__Your objective__.
Scan the material below for the word "async", then copy every line in which it appears.

__The data__.
>>

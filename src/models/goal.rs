//! Financial goal model
//!
//! A savings goal with a target amount and date. Progress is computed in
//! `reports::goals`.

use chrono::NaiveDate;
use serde::{Deserialize, Serialize};
use std::fmt;

use super::ids::{CategoryId, GoalId, UserId};
use super::money::Money;
use crate::currency::CurrencyCode;

#[derive(Debug, Clone, Copy, PartialEq, Eq, Serialize, Deserialize, Default)]
#[serde(rename_all = "SCREAMING_SNAKE_CASE")]
pub enum GoalStatus {
    #[default]
    Active,
    Completed,
    Archived,
}

impl fmt::Display for GoalStatus {
    fn fmt(&self, f: &mut fmt::Formatter<'_>) -> fmt::Result {
        match self {
            Self::Active => write!(f, "Active"),
            Self::Completed => write!(f, "Completed"),
            Self::Archived => write!(f, "Archived"),
        }
    }
}

#[derive(Debug, Clone, Serialize, Deserialize)]
pub struct FinancialGoal {
    pub id: GoalId,
    pub user_id: UserId,
    pub name: String,
    #[serde(default, skip_serializing_if = "Option::is_none")]
    pub description: Option<String>,
    pub target_amount: Money,
    #[serde(default)]
    pub current_amount: Money,
    pub target_date: NaiveDate,
    pub currency_code: CurrencyCode,
    #[serde(default)]
    pub status: GoalStatus,
    #[serde(default, skip_serializing_if = "Option::is_none")]
    pub category_id: Option<CategoryId>,
}

impl FinancialGoal {
    pub fn new(
        user_id: UserId,
        name: impl Into<String>,
        target_amount: Money,
        target_date: NaiveDate,
        currency_code: CurrencyCode,
    ) -> Self {
        Self {
            id: GoalId::new(),
            user_id,
            name: name.into(),
            description: None,
            target_amount,
            current_amount: Money::zero(),
            target_date,
            currency_code,
            status: GoalStatus::Active,
            category_id: None,
        }
    }

    /// Amount still needed to reach the target, never negative
    pub fn remaining(&self) -> Money {
        let remaining = self.target_amount - self.current_amount;
        if remaining.is_negative() {
            Money::zero()
        } else {
            remaining
        }
    }
}
//! Currency normalization
//!
//! Converts human-entered decimal amounts into integer minor units ("cents")
//! and back. Both `.` and `,` are accepted as the decimal separator, so
//! `"10295.10"` and `"10295,10"` normalize to the same amount. Thousands
//! grouping is NOT supported: `"10,295"` reads as `10.295`.
//!
//! Every currency is treated as having two minor digits.
//!
//! Invalid input never raises: anything that does not start with a decimal
//! literal normalizes to `0`, indistinguishable from a literal zero.

use serde::{Deserialize, Serialize};
use std::fmt;
use tracing::debug;

use crate::models::Money;

/// An amount as it arrives from a form field or a numeric payload
#[derive(Debug, Clone, PartialEq)]
pub enum AmountInput {
    Text(String),
    Number(f64),
}

impl From<&str> for AmountInput {
    fn from(s: &str) -> Self {
        Self::Text(s.to_string())
    }
}

impl From<String> for AmountInput {
    fn from(s: String) -> Self {
        Self::Text(s)
    }
}

impl From<&String> for AmountInput {
    fn from(s: &String) -> Self {
        Self::Text(s.clone())
    }
}

impl From<f64> for AmountInput {
    fn from(n: f64) -> Self {
        Self::Number(n)
    }
}

impl From<i64> for AmountInput {
    fn from(n: i64) -> Self {
        Self::Number(n as f64)
    }
}

/// Convert an amount in major units to cents
///
/// Rounds to the nearest cent with ties away from zero (`0.125` becomes `13`,
/// `-0.125` becomes `-13`), applied to the binary value of the parsed number.
///
/// # Examples
/// ```
/// use ledgerlens::currency::to_cents;
/// assert_eq!(to_cents("10295.10"), 1029510);
/// assert_eq!(to_cents("10295,10"), 1029510);
/// assert_eq!(to_cents("not a number"), 0);
/// assert_eq!(to_cents(-4.5), -450);
/// ```
pub fn to_cents(input: impl Into<AmountInput>) -> i64 {
    let value = match input.into() {
        AmountInput::Number(n) => n,
        AmountInput::Text(text) => {
            let normalized = text.trim().replacen(',', ".", 1);
            match leading_decimal(&normalized) {
                Some(v) => v,
                None => {
                    debug!(input = %text, "unparseable amount, normalizing to zero");
                    return 0;
                }
            }
        }
    };

    let cents = (value * 100.0).round();
    if !cents.is_finite() || cents.abs() >= i64::MAX as f64 {
        debug!(value, "amount out of range, normalizing to zero");
        return 0;
    }
    cents as i64
}

/// Convert cents to an amount in major units, for display
///
/// # Examples
/// ```
/// use ledgerlens::currency::from_cents;
/// assert_eq!(from_cents(1029510), 10295.10);
/// ```
pub fn from_cents(cents: i64) -> f64 {
    cents as f64 / 100.0
}

/// Parse the longest prefix of `s` that is a decimal literal
///
/// Accepts an optional sign, digits with an optional fractional part, and an
/// optional exponent. Trailing garbage is ignored (`"12.5abc"` is `12.5`).
fn leading_decimal(s: &str) -> Option<f64> {
    let bytes = s.as_bytes();
    let mut end = 0;

    if matches!(bytes.first(), Some(b'+') | Some(b'-')) {
        end += 1;
    }

    let int_start = end;
    while end < bytes.len() && bytes[end].is_ascii_digit() {
        end += 1;
    }
    let mut digits = end - int_start;

    if end < bytes.len() && bytes[end] == b'.' {
        let frac_start = end + 1;
        let mut frac_end = frac_start;
        while frac_end < bytes.len() && bytes[frac_end].is_ascii_digit() {
            frac_end += 1;
        }
        digits += frac_end - frac_start;
        end = frac_end;
    }

    if digits == 0 {
        return None;
    }

    // Exponent only counts when at least one digit follows it.
    if end < bytes.len() && matches!(bytes[end], b'e' | b'E') {
        let mut exp_end = end + 1;
        if exp_end < bytes.len() && matches!(bytes[exp_end], b'+' | b'-') {
            exp_end += 1;
        }
        let exp_digits_start = exp_end;
        while exp_end < bytes.len() && bytes[exp_end].is_ascii_digit() {
            exp_end += 1;
        }
        if exp_end > exp_digits_start {
            end = exp_end;
        }
    }

    s[..end].parse::<f64>().ok()
}

/// ISO 4217 currency code
#[derive(Debug, Clone, PartialEq, Eq, Hash, Serialize, Deserialize)]
#[serde(from = "String", into = "String")]
pub struct CurrencyCode(String);

impl CurrencyCode {
    pub fn new(code: impl Into<String>) -> Self {
        Self(code.into().trim().to_uppercase())
    }

    pub fn as_str(&self) -> &str {
        &self.0
    }

    /// Display symbol for USD, EUR and GBP; other codes have none
    pub fn symbol(&self) -> Option<&'static str> {
        match self.0.as_str() {
            "USD" => Some("$"),
            "EUR" => Some("€"),
            "GBP" => Some("£"),
            _ => None,
        }
    }
}

impl fmt::Display for CurrencyCode {
    fn fmt(&self, f: &mut fmt::Formatter<'_>) -> fmt::Result {
        write!(f, "{}", self.0)
    }
}

impl From<&str> for CurrencyCode {
    fn from(code: &str) -> Self {
        Self::new(code)
    }
}

impl From<String> for CurrencyCode {
    fn from(code: String) -> Self {
        Self::new(code)
    }
}

impl From<CurrencyCode> for String {
    fn from(code: CurrencyCode) -> Self {
        code.0
    }
}

/// Format an amount the way an en-US currency formatter does
///
/// Groups thousands with `,` and always shows two decimals. Currencies
/// without a symbol are prefixed with their code.
///
/// # Examples
/// ```
/// use ledgerlens::currency::{format_amount, CurrencyCode};
/// use ledgerlens::models::Money;
/// assert_eq!(format_amount(Money::from_cents(1029510), &CurrencyCode::new("usd")), "$10,295.10");
/// assert_eq!(format_amount(Money::from_cents(-5000), &CurrencyCode::new("COP")), "-COP 50.00");
/// ```
pub fn format_amount(amount: Money, code: &CurrencyCode) -> String {
    let units = group_thousands(amount.units().unsigned_abs());
    let sign = if amount.is_negative() { "-" } else { "" };
    let prefix = match code.symbol() {
        Some(symbol) => symbol.to_string(),
        None => format!("{} ", code.as_str()),
    };
    format!("{}{}{}.{:02}", sign, prefix, units, amount.cents_part())
}

fn group_thousands(value: u64) -> String {
    let digits = value.to_string();
    let mut out = String::with_capacity(digits.len() + digits.len() / 3);
    for (i, ch) in digits.chars().enumerate() {
        if i > 0 && (digits.len() - i) % 3 == 0 {
            out.push(',');
        }
        out.push(ch);
    }
    out
}

#[cfg(test)]
mod tests {
    use super::*;

    #[test]
    fn test_period_and_comma_are_equivalent() {
        assert_eq!(to_cents("10295.10"), 1029510);
        assert_eq!(to_cents("10295,10"), 1029510);
        assert_eq!(to_cents("  10295,10  "), 1029510);
    }

    #[test]
    fn test_invalid_input_is_zero() {
        assert_eq!(to_cents("not a number"), 0);
        assert_eq!(to_cents(""), 0);
        assert_eq!(to_cents("   "), 0);
        assert_eq!(to_cents("$10"), 0);
        assert_eq!(to_cents("."), 0);
        assert_eq!(to_cents(f64::NAN), 0);
        assert_eq!(to_cents(f64::INFINITY), 0);
    }

    #[test]
    fn test_negative_amounts_preserved() {
        assert_eq!(to_cents("-10.50"), -1050);
        assert_eq!(to_cents(" -3,5 "), -350);
        assert_eq!(to_cents(-0.01), -1);
    }

    #[test]
    fn test_leading_literal_wins() {
        assert_eq!(to_cents("12.5abc"), 1250);
        assert_eq!(to_cents("1e2"), 10000);
        assert_eq!(to_cents("7e"), 700);
        assert_eq!(to_cents(".5"), 50);
        assert_eq!(to_cents("+4"), 400);
    }

    #[test]
    fn test_thousands_grouping_is_misread() {
        // A comma is always the decimal separator.
        assert_eq!(to_cents("10,295"), to_cents("10.295"));
        assert_ne!(to_cents("10,295"), 1029500);
        assert_eq!(to_cents("1,234,56"), 123);
    }

    #[test]
    fn test_ties_round_away_from_zero() {
        assert_eq!(to_cents(0.125), 13);
        assert_eq!(to_cents(-0.125), -13);
        assert_eq!(to_cents("2.5e-2"), 3);
    }

    #[test]
    fn test_numeric_input() {
        assert_eq!(to_cents(42_i64), 4200);
        assert_eq!(to_cents(10295.1), 1029510);
    }

    #[test]
    fn test_out_of_range_is_zero() {
        assert_eq!(to_cents("1e300"), 0);
    }

    #[test]
    fn test_from_cents() {
        assert_eq!(from_cents(1029510), 10295.10);
        assert_eq!(from_cents(-250), -2.5);
        assert_eq!(from_cents(0), 0.0);
    }

    #[test]
    fn test_round_trip_through_display_string() {
        for n in (0_i64..=1_000_000).chain([12345678, 1029510, 999_999_99]) {
            let text = from_cents(n).to_string();
            assert_eq!(to_cents(text.as_str()), n, "round trip of {}", n);
            assert_eq!(to_cents(format!("-{}", text)), -n, "round trip of -{}", n);
        }
    }

    #[test]
    fn test_round_trip_through_comma_string() {
        for n in (0_i64..=100_000).step_by(7) {
            let text = from_cents(n).to_string().replacen('.', ",", 1);
            assert_eq!(to_cents(text.as_str()), n, "round trip of {}", text);
        }
    }

    #[test]
    fn test_currency_code_is_uppercased_on_decode() {
        let code: CurrencyCode = serde_json::from_str("\"cop\"").unwrap();
        assert_eq!(code.as_str(), "COP");
        assert_eq!(serde_json::to_string(&code).unwrap(), "\"COP\"");
    }

    #[test]
    fn test_format_amount() {
        let usd = CurrencyCode::new("USD");
        assert_eq!(format_amount(Money::from_cents(0), &usd), "$0.00");
        assert_eq!(format_amount(Money::from_cents(123456789), &usd), "$1,234,567.89");
        assert_eq!(format_amount(Money::from_cents(-99), &usd), "-$0.99");
        assert_eq!(
            format_amount(Money::from_cents(100000), &CurrencyCode::new("cop")),
            "COP 1,000.00"
        );
    }

    #[test]
    fn test_only_usd_eur_gbp_have_symbols() {
        assert_eq!(CurrencyCode::new("eur").symbol(), Some("€"));
        assert_eq!(CurrencyCode::new("GBP").symbol(), Some("£"));
        assert_eq!(CurrencyCode::new("JPY").symbol(), None);
        assert_eq!(
            format_amount(Money::from_cents(100000), &CurrencyCode::new("JPY")),
            "JPY 1,000.00"
        );
    }
}
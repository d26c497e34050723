//! Server-side aggregates
//!
//! The API can return per-group totals for a query window instead of raw
//! transactions; balances are likewise computed by the backend.

use serde::{Deserialize, Serialize};

use super::category::BudgetGroup;
use super::money::Money;
use crate::currency::CurrencyCode;

/// Total for one category group over a query window (e.g. a month)
#[derive(Debug, Clone, Serialize, Deserialize)]
pub struct CategoryGroupSummary {
    pub category_group_name: String,
    pub total_amount: Money,
    #[serde(default)]
    pub transaction_count: u32,
}

impl CategoryGroupSummary {
    pub fn new(name: impl Into<String>, total_amount: Money, transaction_count: u32) -> Self {
        Self {
            category_group_name: name.into(),
            total_amount,
            transaction_count,
        }
    }

    pub fn budget_group(&self) -> Option<BudgetGroup> {
        BudgetGroup::parse(&self.category_group_name)
    }
}

/// Net worth and liquid balance for a user, in cents
#[derive(Debug, Clone, Serialize, Deserialize)]
pub struct UserBalance {
    pub net_worth: Money,
    pub liquid_balance: Money,
    #[serde(default)]
    pub currency_code: Option<CurrencyCode>,
}
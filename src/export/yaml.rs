//! YAML Export functionality
//!
//! Writes a dashboard snapshot as commented, human-readable YAML.

use serde::Serialize;
use std::io::Write;

use crate::error::{LensError, LensResult};
use crate::export::json::DashboardSnapshot;

/// Export a dashboard snapshot to YAML format
pub fn export_snapshot_yaml<W: Write>(
    snapshot: &DashboardSnapshot,
    writer: &mut W,
) -> LensResult<()> {
    let header = format!(
        "# ledgerlens dashboard snapshot\n# Generated: {}\n# Version: {}\n\n",
        snapshot.exported_at, snapshot.app_version
    );
    writer
        .write_all(header.as_bytes())
        .map_err(|e| LensError::Export(e.to_string()))?;

    export_yaml(snapshot, writer)
}

/// Export any serializable report as YAML
pub fn export_yaml<W: Write, T: Serialize + ?Sized>(value: &T, writer: &mut W) -> LensResult<()> {
    serde_yaml::to_writer(writer, value).map_err(|e| LensError::Export(e.to_string()))
}

#[cfg(test)]
mod tests {
    use super::*;
    use crate::export::json::tests::sample_snapshot;

    #[test]
    fn test_snapshot_yaml() {
        let snapshot = sample_snapshot();
        let mut out = Vec::new();
        export_snapshot_yaml(&snapshot, &mut out).unwrap();
        let text = String::from_utf8(out).unwrap();

        assert!(text.starts_with("# ledgerlens dashboard snapshot"));

        let value: serde_yaml::Value = serde_yaml::from_str(&text).unwrap();
        assert_eq!(value["schema_version"].as_str(), Some("1.0.0"));
        assert_eq!(value["overview"]["expenses"].as_i64(), Some(50000));
    }

    #[test]
    fn test_export_budget_rule_yaml() {
        let snapshot = sample_snapshot();
        let mut out = Vec::new();
        export_yaml(&snapshot.budget_rule, &mut out).unwrap();
        let value: serde_yaml::Value = serde_yaml::from_slice(&out).unwrap();
        assert_eq!(value["basis"].as_str(), Some("TotalExpenses"));
        assert_eq!(value["lines"][0]["group"].as_str(), Some("Needs"));
    }
}
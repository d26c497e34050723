//! Money type for representing currency amounts
//!
//! Internally stores amounts in cents (i64). Every amount the API sends or
//! receives is already in minor units, so this type is serde-transparent.

use serde::{Deserialize, Serialize};
use std::fmt;
use std::ops::{Add, AddAssign, Neg, Sub, SubAssign};

use crate::currency::{self, AmountInput};

/// Represents a monetary amount stored as cents (hundredths of the currency unit)
#[derive(Debug, Clone, Copy, PartialEq, Eq, PartialOrd, Ord, Hash, Serialize, Deserialize)]
#[serde(transparent)]
pub struct Money(i64);

impl Money {
    /// Create a Money amount from cents
    ///
    /// # Examples
    /// ```
    /// use ledgerlens::models::Money;
    /// let amount = Money::from_cents(1050); // 10.50
    /// assert_eq!(amount.cents(), 1050);
    /// ```
    pub const fn from_cents(cents: i64) -> Self {
        Self(cents)
    }

    /// Create a Money amount from user input, see [`currency::to_cents`]
    ///
    /// # Examples
    /// ```
    /// use ledgerlens::models::Money;
    /// assert_eq!(Money::from_input("10295,10").cents(), 1029510);
    /// assert_eq!(Money::from_input("abc").cents(), 0);
    /// ```
    pub fn from_input(input: impl Into<AmountInput>) -> Self {
        Self(currency::to_cents(input))
    }

    /// Create a zero Money amount
    pub const fn zero() -> Self {
        Self(0)
    }

    /// Get the amount in cents
    pub const fn cents(&self) -> i64 {
        self.0
    }

    /// Get the amount in major units, for display
    pub fn to_major(&self) -> f64 {
        currency::from_cents(self.0)
    }

    /// Get the whole units portion (truncated toward zero)
    pub const fn units(&self) -> i64 {
        self.0 / 100
    }

    /// Get the cents portion (0-99)
    pub const fn cents_part(&self) -> i64 {
        (self.0 % 100).abs()
    }

    pub const fn is_zero(&self) -> bool {
        self.0 == 0
    }

    pub const fn is_positive(&self) -> bool {
        self.0 > 0
    }

    pub const fn is_negative(&self) -> bool {
        self.0 < 0
    }

    /// Get the absolute value
    pub const fn abs(&self) -> Self {
        Self(self.0.saturating_abs())
    }

    /// Share of `total` in percent, 0 when `total` is not positive
    pub fn percentage_of(&self, total: Money) -> f64 {
        if total.0 <= 0 {
            return 0.0;
        }
        self.0 as f64 * 100.0 / total.0 as f64
    }
}

impl Default for Money {
    fn default() -> Self {
        Self::zero()
    }
}

impl fmt::Display for Money {
    fn fmt(&self, f: &mut fmt::Formatter<'_>) -> fmt::Result {
        if self.is_negative() {
            write!(f, "-{}.{:02}", self.units().abs(), self.cents_part())
        } else {
            write!(f, "{}.{:02}", self.units(), self.cents_part())
        }
    }
}

impl Add for Money {
    type Output = Self;

    fn add(self, other: Self) -> Self {
        Self(self.0 + other.0)
    }
}

impl AddAssign for Money {
    fn add_assign(&mut self, other: Self) {
        self.0 += other.0;
    }
}

impl Sub for Money {
    type Output = Self;

    fn sub(self, other: Self) -> Self {
        Self(self.0 - other.0)
    }
}

impl SubAssign for Money {
    fn sub_assign(&mut self, other: Self) {
        self.0 -= other.0;
    }
}

impl Neg for Money {
    type Output = Self;

    fn neg(self) -> Self {
        Self(-self.0)
    }
}

impl std::iter::Sum for Money {
    fn sum<I: Iterator<Item = Self>>(iter: I) -> Self {
        iter.fold(Money::zero(), |acc, m| acc + m)
    }
}

impl From<i64> for Money {
    fn from(cents: i64) -> Self {
        Self(cents)
    }
}
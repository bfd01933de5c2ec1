use axum::Json;
use axum::extract::State;
use dochost_domain::SubmissionFields;

use crate::dto::OkResponse;
use crate::error::ApiResult;
use crate::form_fields::FormFields;
use crate::request_context::RequestContext;
use crate::state::AppState;

/// POST /submit - Record a form submission.
///
/// Fields that were not sent are logged as empty strings.
pub async fn submit_handler(
    State(state): State<AppState>,
    context: RequestContext,
    form: FormFields,
) -> ApiResult<Json<OkResponse>> {
    let fields = SubmissionFields::from_pairs(form.pairs());

    state
        .submission_service
        .submit(&context.metadata, fields, context.content_length)
        .await?;

    Ok(Json(OkResponse { ok: true }))
}
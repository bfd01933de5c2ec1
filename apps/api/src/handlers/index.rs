/// Plain-text banner listing the available routes.
pub const BANNER: &str = "Minimal doc-host app (for lab). Use /upload, /submit, /login.";

pub async fn index_handler() -> &'static str {
    BANNER
}
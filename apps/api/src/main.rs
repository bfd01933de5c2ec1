//! Doc-host API composition root.
//!
//! Serves the upload, submit and login endpoints, appending one JSON line
//! per handled request to the event log.

#![forbid(unsafe_code)]

mod api_config;
mod api_router;
mod dto;
mod error;
mod form_fields;
mod handlers;
mod request_context;
mod state;

use std::net::SocketAddr;
use std::sync::Arc;

use dochost_core::AppError;
use dochost_infrastructure::{FilesystemUploadStore, JsonLinesEventLog};
use tokio::net::TcpListener;
use tokio::signal;
use tracing::{info, warn};

use crate::api_config::{ApiConfig, init_tracing};
use crate::api_router::build_router;
use crate::state::AppState;

#[tokio::main]
async fn main() -> Result<(), AppError> {
    dotenvy::dotenv().ok();
    init_tracing();

    let config = ApiConfig::load()?;

    let event_log = Arc::new(JsonLinesEventLog::open(&config.event_log_path).await?);
    let upload_store = Arc::new(FilesystemUploadStore::open(&config.upload_dir).await?);

    let app_state = AppState::new(
        config.credential.clone(),
        event_log.clone(),
        upload_store,
        config.trust_forwarded_for,
    );
    let app = build_router(app_state, config.max_upload_bytes);

    let address = config.socket_address()?;
    let listener = TcpListener::bind(address)
        .await
        .map_err(|error| AppError::Internal(format!("failed to bind listener: {error}")))?;

    info!(
        %address,
        upload_dir = %config.upload_dir.display(),
        event_log = %config.event_log_path.display(),
        "dochost-api listening"
    );

    axum::serve(
        listener,
        app.into_make_service_with_connect_info::<SocketAddr>(),
    )
    .with_graceful_shutdown(shutdown_signal())
    .await
    .map_err(|error| AppError::Internal(format!("api server error: {error}")))?;

    event_log.close().await?;
    info!("dochost-api stopped");

    Ok(())
}

async fn shutdown_signal() {
    let ctrl_c = async {
        match signal::ctrl_c().await {
            Ok(()) => info!("received Ctrl+C, shutting down"),
            Err(error) => {
                warn!(%error, "failed to install Ctrl+C handler");
                std::future::pending::<()>().await;
            }
        }
    };

    #[cfg(unix)]
    let terminate = async {
        match signal::unix::signal(signal::unix::SignalKind::terminate()) {
            Ok(mut terminate) => {
                terminate.recv().await;
                info!("received terminate signal, shutting down");
            }
            Err(error) => {
                warn!(%error, "failed to install terminate handler");
                std::future::pending::<()>().await;
            }
        }
    };

    #[cfg(not(unix))]
    let terminate = std::future::pending::<()>();

    tokio::select! {
        () = ctrl_c => {},
        () = terminate => {},
    }
}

<<

__Result of this exercise__.
pub async fn submit_handler(
pub async fn index_handler() -> &'static str {
async fn main() -> Result<(), AppError> {
async fn shutdown_signal() {
    let ctrl_c = async {
    let terminate = async {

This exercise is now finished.